Further analysis of heat transfer dynamics in immersion cooling can be described using convective heat transfer equations. The heat flux from the battery surface to the coolant is given by:
$$q = h A_s (T_s – T_c)$$
where $q$ is the heat transfer rate, $h$ is the convective heat transfer coefficient, $A_s$ is the surface area, $T_s$ is the battery surface temperature, and $T_c$ is the coolant temperature. For forced flow, $h$ increases with flow rate, but as seen, the improvement diminishes. The battery management system (BMS) can modulate flow rates based on real-time temperature data to optimize $h$ and minimize energy consumption.
In terms of electrical performance, the module’s capacity utilization under inconsistencies can be modeled. When cells have different SOCs, the module’s effective capacity is limited by the cell with the lowest SOC. The available capacity $C_{avail}$ can be approximated as:
$$C_{avail} = \min_{i} (SOC_i) \times C_{nom}$$
where $SOC_i$ is the initial SOC of cell $i$, and $C_{nom}$ is the nominal capacity. Similarly, for internal resistance variations, the power loss $P_{loss}$ due to inconsistencies is:
$$P_{loss} = \sum_{i} I_i^2 R_{0,i}$$
where $I_i$ is the current through cell $i$, and $R_{0,i}$ is its DC internal resistance. The BMS aims to minimize these losses through careful monitoring and control.
To enhance the battery management system (BMS) capabilities, we propose integrating immersion cooling data with machine learning algorithms for predictive thermal management. By analyzing historical temperature and voltage patterns, the BMS can forecast heat generation and adjust cooling parameters proactively. This approach could further improve均衡 and extend battery life. Additionally, the BMS can implement adaptive均衡 strategies that consider both thermal and electrical states, ensuring holistic module management.

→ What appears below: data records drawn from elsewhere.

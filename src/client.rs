use std::sync::Arc;

use tracing::info;

use crate::context::NegotiationContext;
use crate::entry::ComponentSet;
use crate::errors::Result;
use crate::isolation::invoke_untrusted;
use crate::state::NegotiationState;
use crate::verify::{Perspective, Verdict};
use crate::wire::ComponentPayload;
use crate::PROTOCOL_VERSION;

/// What the answering side does with an offer.
#[derive(Clone, Debug)]
pub struct ClientReply {
    /// Framed payload carrying this side's canonical set, to be sent back.
    pub response: Vec<u8>,
    /// This side's own judgement of the pairing, phrased for local display.
    pub verdict: Verdict,
    pub offered: ComponentSet,
}

/// Answer an offer received from the server.
///
/// The response is produced even when the verdict is incompatible so the
/// server can report the mismatch from its side too.
pub fn answer_offer(ctx: &NegotiationContext, offer: &[u8]) -> Result<ClientReply> {
    let local = ctx.local_components()?;
    let response = ComponentPayload::new(&local).encode()?;

    invoke_untrusted("Received component list from server", || {
        let payload = ComponentPayload::decode(offer)?;
        if !payload.is_current_protocol() {
            return Ok(ClientReply {
                response,
                verdict: Verdict::Incompatible(format!(
                    "server speaks component negotiation protocol v{}, expected v{}",
                    payload.protocol_version, PROTOCOL_VERSION
                )),
                offered: ComponentSet::new(),
            });
        }

        let offered = Arc::new(payload.into_set());
        info!("Got component list from server: {}", offered.stringify());
        let state = NegotiationState::new(ctx.role(), local, offered.clone());
        let verdict = ctx.verifier().verify(&state, Perspective::AsLocal);
        Ok(ClientReply {
            response,
            verdict,
            offered: (*offered).clone(),
        })
    })
}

In conclusion, our study demonstrates that immersion cooling thermal management significantly improves the thermal performance of lithium battery modules. The maximum temperature follows: natural air cooling > static immersion > forced flow immersion, with immersion cooling keeping temperatures below 40 °C at 3C discharge. Battery inconsistencies, particularly in SOC, degrade temperature and voltage均衡, but immersion cooling mitigates thermal imbalances. The temperature均衡 effect shows natural air cooling < static immersion < forced flow immersion, with 1 L/min forced flow immersion achieving the best temperature均衡 above 91.39%. However, immersion cooling has limited impact on voltage均衡, highlighting the need for integrated BMS solutions. The battery management system (BMS) plays a crucial role in orchestrating cooling and均衡 actions to maintain module safety and efficiency. Future work should focus on optimizing BMS algorithms for immersion-cooled systems and exploring hybrid cooling methods. Ultimately, the synergy between advanced thermal management like immersion cooling and intelligent BMS design is key to unlocking the full potential of lithium-ion batteries in energy storage applications.